» TASK DESCRIPTION
Starting at the first line of the data below, repeat each line word for word up to and including the line with "use crate::errors::RagError;".

───── ENTRIES SUPPLIED

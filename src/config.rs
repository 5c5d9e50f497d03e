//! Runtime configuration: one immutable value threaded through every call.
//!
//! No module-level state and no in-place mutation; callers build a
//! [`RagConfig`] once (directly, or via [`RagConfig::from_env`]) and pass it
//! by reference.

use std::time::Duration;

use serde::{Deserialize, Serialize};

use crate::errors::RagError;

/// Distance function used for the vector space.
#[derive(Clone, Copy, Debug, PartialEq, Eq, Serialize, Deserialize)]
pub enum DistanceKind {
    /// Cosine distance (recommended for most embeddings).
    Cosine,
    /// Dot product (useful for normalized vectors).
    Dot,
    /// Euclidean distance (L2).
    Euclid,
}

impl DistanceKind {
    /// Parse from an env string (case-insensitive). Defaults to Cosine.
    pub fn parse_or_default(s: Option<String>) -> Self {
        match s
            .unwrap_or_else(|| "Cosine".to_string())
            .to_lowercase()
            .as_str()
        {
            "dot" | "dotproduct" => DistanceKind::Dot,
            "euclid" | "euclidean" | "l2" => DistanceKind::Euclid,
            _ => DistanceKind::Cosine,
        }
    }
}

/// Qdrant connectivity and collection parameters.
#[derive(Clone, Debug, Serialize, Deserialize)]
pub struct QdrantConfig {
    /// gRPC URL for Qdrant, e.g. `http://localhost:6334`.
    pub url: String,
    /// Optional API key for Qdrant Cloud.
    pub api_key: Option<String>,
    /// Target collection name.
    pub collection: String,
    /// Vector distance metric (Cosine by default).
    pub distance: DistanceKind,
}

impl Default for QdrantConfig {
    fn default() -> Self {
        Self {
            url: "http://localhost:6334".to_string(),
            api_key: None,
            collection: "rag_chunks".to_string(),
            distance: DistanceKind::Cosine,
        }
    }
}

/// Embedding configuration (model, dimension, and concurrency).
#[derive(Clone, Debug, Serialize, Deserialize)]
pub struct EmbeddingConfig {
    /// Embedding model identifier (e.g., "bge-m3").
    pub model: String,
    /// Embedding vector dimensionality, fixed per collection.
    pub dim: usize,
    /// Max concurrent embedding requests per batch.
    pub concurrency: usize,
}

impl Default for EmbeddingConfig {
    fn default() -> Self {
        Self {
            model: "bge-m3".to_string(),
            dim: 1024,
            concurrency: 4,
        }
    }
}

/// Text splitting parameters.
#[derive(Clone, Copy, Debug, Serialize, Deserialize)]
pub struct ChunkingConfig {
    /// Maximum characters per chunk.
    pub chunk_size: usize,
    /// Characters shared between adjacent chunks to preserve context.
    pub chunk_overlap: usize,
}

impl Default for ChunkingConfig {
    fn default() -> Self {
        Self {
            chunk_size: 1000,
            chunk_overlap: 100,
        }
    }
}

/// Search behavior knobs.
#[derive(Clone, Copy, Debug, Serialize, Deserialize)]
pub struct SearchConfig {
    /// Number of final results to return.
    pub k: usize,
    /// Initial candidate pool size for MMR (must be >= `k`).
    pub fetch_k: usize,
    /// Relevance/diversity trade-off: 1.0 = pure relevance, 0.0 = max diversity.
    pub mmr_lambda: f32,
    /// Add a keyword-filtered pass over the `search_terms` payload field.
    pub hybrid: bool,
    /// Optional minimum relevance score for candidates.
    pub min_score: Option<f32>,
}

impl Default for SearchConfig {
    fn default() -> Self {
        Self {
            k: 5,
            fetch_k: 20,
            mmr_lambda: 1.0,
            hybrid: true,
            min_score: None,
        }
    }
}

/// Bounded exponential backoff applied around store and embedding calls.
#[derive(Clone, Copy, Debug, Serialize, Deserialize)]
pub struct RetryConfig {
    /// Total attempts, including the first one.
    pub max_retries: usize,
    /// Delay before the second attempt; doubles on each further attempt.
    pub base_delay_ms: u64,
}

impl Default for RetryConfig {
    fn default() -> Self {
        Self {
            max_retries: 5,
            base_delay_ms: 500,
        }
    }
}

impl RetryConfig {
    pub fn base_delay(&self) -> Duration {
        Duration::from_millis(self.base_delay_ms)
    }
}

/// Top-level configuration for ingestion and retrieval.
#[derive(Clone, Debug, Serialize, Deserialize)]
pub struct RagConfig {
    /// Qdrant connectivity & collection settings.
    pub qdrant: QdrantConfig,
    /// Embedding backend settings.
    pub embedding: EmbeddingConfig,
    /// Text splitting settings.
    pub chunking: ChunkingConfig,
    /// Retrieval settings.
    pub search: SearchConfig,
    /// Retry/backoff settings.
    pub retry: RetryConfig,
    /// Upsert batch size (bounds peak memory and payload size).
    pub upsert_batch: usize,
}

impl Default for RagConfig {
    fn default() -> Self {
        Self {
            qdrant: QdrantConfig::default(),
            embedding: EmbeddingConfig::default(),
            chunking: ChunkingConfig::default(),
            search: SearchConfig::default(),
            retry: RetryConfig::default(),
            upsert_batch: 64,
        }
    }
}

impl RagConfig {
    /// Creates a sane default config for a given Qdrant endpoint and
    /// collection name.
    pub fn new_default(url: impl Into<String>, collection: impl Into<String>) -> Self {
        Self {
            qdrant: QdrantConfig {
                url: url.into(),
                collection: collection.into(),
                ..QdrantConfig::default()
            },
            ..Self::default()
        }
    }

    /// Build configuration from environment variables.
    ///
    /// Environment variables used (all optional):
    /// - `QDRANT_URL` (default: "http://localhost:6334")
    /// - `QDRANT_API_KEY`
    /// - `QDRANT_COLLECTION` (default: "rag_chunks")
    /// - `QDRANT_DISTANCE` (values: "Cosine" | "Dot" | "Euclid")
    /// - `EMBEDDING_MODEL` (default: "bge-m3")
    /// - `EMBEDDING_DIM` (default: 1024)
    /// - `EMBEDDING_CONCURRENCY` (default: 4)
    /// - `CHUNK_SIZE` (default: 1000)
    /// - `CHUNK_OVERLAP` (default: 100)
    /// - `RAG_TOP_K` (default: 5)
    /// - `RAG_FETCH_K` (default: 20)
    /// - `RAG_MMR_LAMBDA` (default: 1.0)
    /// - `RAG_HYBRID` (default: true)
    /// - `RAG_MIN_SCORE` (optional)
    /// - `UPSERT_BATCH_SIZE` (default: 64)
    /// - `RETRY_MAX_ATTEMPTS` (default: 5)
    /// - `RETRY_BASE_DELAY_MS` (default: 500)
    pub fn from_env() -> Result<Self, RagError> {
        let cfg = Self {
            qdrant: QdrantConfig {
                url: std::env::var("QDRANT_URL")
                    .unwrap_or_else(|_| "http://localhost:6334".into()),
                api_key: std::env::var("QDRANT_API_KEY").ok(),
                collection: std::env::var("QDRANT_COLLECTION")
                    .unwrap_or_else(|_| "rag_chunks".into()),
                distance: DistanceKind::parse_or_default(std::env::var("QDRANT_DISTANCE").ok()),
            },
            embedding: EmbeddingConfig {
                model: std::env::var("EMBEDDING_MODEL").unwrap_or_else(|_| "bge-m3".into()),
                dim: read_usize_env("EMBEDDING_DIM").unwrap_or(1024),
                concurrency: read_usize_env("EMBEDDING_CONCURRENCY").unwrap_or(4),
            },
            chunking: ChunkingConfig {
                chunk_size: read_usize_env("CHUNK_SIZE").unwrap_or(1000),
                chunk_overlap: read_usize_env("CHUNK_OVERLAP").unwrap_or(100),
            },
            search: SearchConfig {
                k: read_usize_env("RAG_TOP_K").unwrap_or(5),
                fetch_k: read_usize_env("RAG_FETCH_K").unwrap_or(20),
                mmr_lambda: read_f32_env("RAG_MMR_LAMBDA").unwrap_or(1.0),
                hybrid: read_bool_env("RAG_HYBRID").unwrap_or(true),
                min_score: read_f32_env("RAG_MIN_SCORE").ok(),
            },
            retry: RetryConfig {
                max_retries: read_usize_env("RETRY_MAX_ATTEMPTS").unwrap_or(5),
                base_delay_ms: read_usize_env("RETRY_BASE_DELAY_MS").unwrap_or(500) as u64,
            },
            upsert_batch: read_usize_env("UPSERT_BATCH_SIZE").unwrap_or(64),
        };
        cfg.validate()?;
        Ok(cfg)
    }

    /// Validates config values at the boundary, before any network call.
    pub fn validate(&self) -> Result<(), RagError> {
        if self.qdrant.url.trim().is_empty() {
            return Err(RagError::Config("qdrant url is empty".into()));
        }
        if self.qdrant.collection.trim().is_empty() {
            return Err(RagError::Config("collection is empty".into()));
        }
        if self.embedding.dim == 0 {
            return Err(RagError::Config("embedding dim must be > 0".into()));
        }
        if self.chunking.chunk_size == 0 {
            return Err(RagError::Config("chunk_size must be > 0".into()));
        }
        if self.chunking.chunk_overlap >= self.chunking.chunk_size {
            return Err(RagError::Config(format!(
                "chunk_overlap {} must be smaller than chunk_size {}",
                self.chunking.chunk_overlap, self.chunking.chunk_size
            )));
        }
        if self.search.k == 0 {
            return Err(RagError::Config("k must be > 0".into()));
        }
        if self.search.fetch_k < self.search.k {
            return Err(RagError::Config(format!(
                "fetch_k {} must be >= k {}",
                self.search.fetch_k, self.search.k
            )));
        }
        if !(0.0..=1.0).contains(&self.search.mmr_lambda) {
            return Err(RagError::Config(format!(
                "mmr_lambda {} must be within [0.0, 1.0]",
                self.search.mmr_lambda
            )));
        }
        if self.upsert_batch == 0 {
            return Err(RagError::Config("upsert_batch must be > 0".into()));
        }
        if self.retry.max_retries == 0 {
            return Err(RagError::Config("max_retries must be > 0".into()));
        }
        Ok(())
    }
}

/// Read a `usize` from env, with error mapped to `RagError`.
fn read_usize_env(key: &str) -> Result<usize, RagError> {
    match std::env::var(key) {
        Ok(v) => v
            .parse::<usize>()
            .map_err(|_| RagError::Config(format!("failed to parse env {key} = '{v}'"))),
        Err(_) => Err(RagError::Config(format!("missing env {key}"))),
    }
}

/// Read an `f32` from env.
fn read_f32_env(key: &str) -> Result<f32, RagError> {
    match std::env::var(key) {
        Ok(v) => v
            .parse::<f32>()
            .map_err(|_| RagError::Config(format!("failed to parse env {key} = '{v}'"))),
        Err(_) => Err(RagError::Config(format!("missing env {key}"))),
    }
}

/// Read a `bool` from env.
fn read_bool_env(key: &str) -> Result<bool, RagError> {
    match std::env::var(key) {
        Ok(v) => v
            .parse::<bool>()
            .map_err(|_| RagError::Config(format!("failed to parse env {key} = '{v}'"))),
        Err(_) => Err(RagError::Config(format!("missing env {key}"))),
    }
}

──────────

» YOUR SOLUTION
filename src/config.rs
repository 5c5d9e50f497d03e
//! Runtime configuration: one immutable value threaded through every call.
//!
//! No module-level state and no in-place mutation; callers build a
//! [`RagConfig`] once (directly, or via [`RagConfig::from_env`]) and pass it
//! by reference.

use std::time::Duration;

use serde::{Deserialize, Serialize};

use crate::errors::RagError;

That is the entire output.